Date: 13-03-2015    Supervisor: Martin W. Berchtold

Rheumatoid arthritis (RA) is a chronic systemic autoimmune disease that primarily affects the peripheral diarthroidal joints. The joint inflammation in RA is characterized by hyperplasia of the synovium and pannus formation as well as by the presence of pro-inflammatory cytokines and chemokines which causes a massive influx of immune cells into the synovial tissue (ST). A hallmark of RA pathogenesis is the enhanced formation and activation of osteoclasts (OC). The progressive inflammation leads to remodeling of the extracellular matrix (ECM), and ultimately results in destruction of cartilage and bone in the joint. RA can to some degree be suppressed by non-biologics disease-modifying anti-rheumatic drugs (nbDMARDS) or biologics (bDMARDS) such as e.g. TNF-α inhibitors. However, the efficacy of the current drugs is limited as they are only suppressing inflammation, but are not able to halt joint destruction completely.
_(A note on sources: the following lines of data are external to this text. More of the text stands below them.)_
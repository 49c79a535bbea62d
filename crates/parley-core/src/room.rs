//! Rooms and the room directory.
//!
//! A room is a named broadcast channel holding the set of subscribed
//! connections and a bounded FIFO history of messages. The directory owns
//! room creation and lookup; rooms are never deleted, and the default
//! room exists from construction.

use crate::hub::HubError;
use parley_protocol::{ChatMessage, ConnectionId, MessageId, RoomId, RoomSummary};
use std::collections::{HashMap, HashSet, VecDeque};
use tracing::debug;

/// Maximum room name length.
pub const MAX_ROOM_NAME_LENGTH: usize = 64;

/// Default per-room history capacity.
pub const DEFAULT_HISTORY_CAPACITY: usize = 100;

/// ID of the default room every identified connection starts in.
pub const DEFAULT_ROOM_ID: &str = "global";

/// Name of the default room.
pub const DEFAULT_ROOM_NAME: &str = "Global";

/// Validate a room name, returning the trimmed form.
///
/// # Errors
///
/// Returns an error message if the room name is invalid.
pub fn validate_room_name(name: &str) -> Result<&str, &'static str> {
    let trimmed = name.trim();
    if trimmed.is_empty() {
        return Err("Room name cannot be empty.");
    }
    if trimmed.len() > MAX_ROOM_NAME_LENGTH {
        return Err("Room name too long.");
    }
    Ok(trimmed)
}

/// A named room with subscribers and bounded history.
#[derive(Debug)]
pub struct Room {
    id: RoomId,
    name: String,
    /// FIFO ring of stored messages, oldest first.
    history: VecDeque<ChatMessage>,
    /// Connections currently subscribed to this room.
    subscribers: HashSet<ConnectionId>,
    capacity: usize,
}

impl Room {
    fn new(id: impl Into<RoomId>, name: impl Into<String>, capacity: usize) -> Self {
        Self {
            id: id.into(),
            name: name.into(),
            history: VecDeque::with_capacity(capacity),
            subscribers: HashSet::new(),
            capacity,
        }
    }

    /// Get the room ID.
    #[must_use]
    pub fn id(&self) -> &str {
        &self.id
    }

    /// Get the room name.
    #[must_use]
    pub fn name(&self) -> &str {
        &self.name
    }

    /// Subscribe a connection to this room.
    ///
    /// Returns `true` if the connection was not already subscribed.
    pub fn subscribe(&mut self, connection_id: impl Into<ConnectionId>) -> bool {
        let connection_id = connection_id.into();
        let added = self.subscribers.insert(connection_id.clone());
        if added {
            debug!(room = %self.id, connection = %connection_id, "Connection subscribed");
        }
        added
    }

    /// Unsubscribe a connection from this room.
    ///
    /// Returns `true` if the connection was subscribed.
    pub fn unsubscribe(&mut self, connection_id: &str) -> bool {
        let removed = self.subscribers.remove(connection_id);
        if removed {
            debug!(room = %self.id, connection = %connection_id, "Connection unsubscribed");
        }
        removed
    }

    /// Check if a connection is subscribed.
    #[must_use]
    pub fn is_subscribed(&self, connection_id: &str) -> bool {
        self.subscribers.contains(connection_id)
    }

    /// Iterate over subscribed connection IDs.
    pub fn subscribers(&self) -> impl Iterator<Item = &ConnectionId> {
        self.subscribers.iter()
    }

    /// Get the number of subscribers.
    #[must_use]
    pub fn subscriber_count(&self) -> usize {
        self.subscribers.len()
    }

    /// Append a message to the history, evicting the oldest past capacity.
    pub fn append(&mut self, message: ChatMessage) {
        self.history.push_back(message);
        if self.history.len() > self.capacity {
            self.history.pop_front();
        }
    }

    /// Get the last `limit` messages, oldest first.
    #[must_use]
    pub fn recent(&self, limit: usize) -> Vec<ChatMessage> {
        let skip = self.history.len().saturating_sub(limit);
        self.history.iter().skip(skip).cloned().collect()
    }

    /// Look up a stored message for mutation.
    pub fn message_mut(&mut self, message_id: MessageId) -> Option<&mut ChatMessage> {
        self.history.iter_mut().find(|m| m.id == message_id)
    }

    /// Get the number of stored messages.
    #[must_use]
    pub fn history_len(&self) -> usize {
        self.history.len()
    }
}

/// Directory of all rooms, indexed by ID and by case-folded name.
#[derive(Debug)]
pub struct RoomDirectory {
    rooms: HashMap<RoomId, Room>,
    /// Room IDs in creation order, default room first.
    order: Vec<RoomId>,
    /// Lowercased room name to ID, for case-insensitive uniqueness.
    names: HashMap<String, RoomId>,
    next_seq: u64,
    capacity: usize,
}

impl RoomDirectory {
    /// Create a directory with the default history capacity.
    #[must_use]
    pub fn new() -> Self {
        Self::with_capacity(DEFAULT_HISTORY_CAPACITY)
    }

    /// Create a directory whose rooms hold up to `capacity` messages.
    ///
    /// The default room is seeded at construction.
    #[must_use]
    pub fn with_capacity(capacity: usize) -> Self {
        let mut directory = Self {
            rooms: HashMap::new(),
            order: Vec::new(),
            names: HashMap::new(),
            next_seq: 1,
            capacity,
        };
        directory.insert(DEFAULT_ROOM_ID.to_string(), DEFAULT_ROOM_NAME.to_string());
        directory
    }

    fn insert(&mut self, id: RoomId, name: String) {
        self.names.insert(name.to_lowercase(), id.clone());
        self.order.push(id.clone());
        self.rooms.insert(id.clone(), Room::new(id, name, self.capacity));
    }

    /// Create a new room.
    ///
    /// # Errors
    ///
    /// Returns `EmptyName` for a blank name and `DuplicateName` when a
    /// room with the same name (case-insensitively) already exists.
    pub fn create(&mut self, name: &str) -> Result<RoomId, HubError> {
        let name = validate_room_name(name).map_err(HubError::EmptyName)?;

        if self.names.contains_key(&name.to_lowercase()) {
            return Err(HubError::DuplicateName);
        }

        let id = format!("room_{}", self.next_seq);
        self.next_seq += 1;
        debug!(room = %id, name = %name, "Creating new room");
        self.insert(id.clone(), name.to_string());
        Ok(id)
    }

    /// Look up a room by ID.
    #[must_use]
    pub fn get(&self, room_id: &str) -> Option<&Room> {
        self.rooms.get(room_id)
    }

    /// Look up a room by ID for mutation.
    pub fn get_mut(&mut self, room_id: &str) -> Option<&mut Room> {
        self.rooms.get_mut(room_id)
    }

    /// Check if a room exists.
    #[must_use]
    pub fn contains(&self, room_id: &str) -> bool {
        self.rooms.contains_key(room_id)
    }

    /// Get the number of rooms.
    #[must_use]
    pub fn room_count(&self) -> usize {
        self.rooms.len()
    }

    /// List all rooms in creation order, default room first.
    #[must_use]
    pub fn list(&self) -> Vec<RoomSummary> {
        self.order
            .iter()
            .filter_map(|id| self.rooms.get(id))
            .map(|room| RoomSummary {
                id: room.id.clone(),
                name: room.name.clone(),
            })
            .collect()
    }
}

impl Default for RoomDirectory {
    fn default() -> Self {
        Self::new()
    }
}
Identification of factors that regulate inflammation and bone/cartilage loss is crucial for development of a new generation of drugs to treat RA.

The OSteoClast-Associated Receptor (OSCAR) was proposed as a new target for treatment of RA. OSCAR has been reported to be up-regulated in the synovium of RA patients and on the circulating monocytes where its expression level has been shown to positively correlate with the disease activity. In mice, OSCAR expression is limited to OC. It was proposed that OSCAR provides a co-stimulatory signaling in RANK-dependent osteoclastogenesis. In humans, OSCAR is expressed in OC, DCs, monocytes, macrophages and neutrophils. We and others have identified the ligands of OSCAR to be collagen type I (ColI) and –type II (ColII). In RA, excessive degradation of ECM by enzymes secreted by activated immune cells, fibroblasts and OC leads to collagens exposure and makes them available for interaction with the immune cells. Thus, we hypothesize that at such pathological conditions ColI/II serve as naturally occurring activators of the OSCAR signaling.

In the present study, we have investigated the functional outcome of the OSCARcollagen interaction in human myeloid cells. We have observed that OSCAR engagement by ColI/II induced activation and maturation of DCs characterized by up-regulation of cell surface markers and secretion of pro-inflammatory cytokines. These collagen-matured DCs (Col-DCs) were efficient drivers of naïve T cell proliferation. The T cells expanded by Col-DCs secreted cytokines with no clear T-cell polarization pattern. Global RNA profiling revealed that multiple proinflammatory mediators, including cytokines and cytokine receptors, components of the stable immune synapse (namely, CD40, CD86, CD80, ICAM-1), as well as components of TNF- and TLR signaling, are transcriptional targets of OSCAR in DCs.

The functional role of the OSCAR-collagen interaction was further addressed in monocytes and macrophages. We have shown that the OSCAR-ColII signaling supports survival of monocytes under conditions of growth factor withdrawal. Moreover, ColII stimulated release of pro-inflammatory cytokines by monocytes from healthy donors, and this release could be completely blocked by an antagonistic anti-OSCAR mAb. Similarly, mononuclear cells from synovial fluid of RA patients cultured on ColII secreted TNF-α and IL-8 in an OSCAR-dependent manner. Global profiling of gene expression in monocytes showed that components of multiple signaling pathways relevant for the RA pathogenesis are transcriptional targets of OSCAR. Surprisingly, OSCAR engagement by ColII in macrophages, which were differentiated in vitro from monocytes of healthy donors, did not lead to secretion of cytokines. Microarray analysis did not reveal any gene regulation by the OSCAR-ColII signaling in macrophages. However, degradation of collagen-rich matrix, gelatin, by macrophages was significantly abolished by an antagonistic anti-OSCAR mAb, indicating that OSCAR modulates the activity of proteolytic enzymes on a posttranscriptional level.

Taken together, our findings indicate the existence of a novel pathway mediating a sustained inflammation in the RA joints where collagens become exposed during tissue remodeling and can thus activate the OSCAR signaling in monocyte-derived cells. We hypothesize that the OSCAR-collagen pathway can potentially contribute to the RA pathogenesis on multiple levels and may thus represents a new target for therapeutic intervention.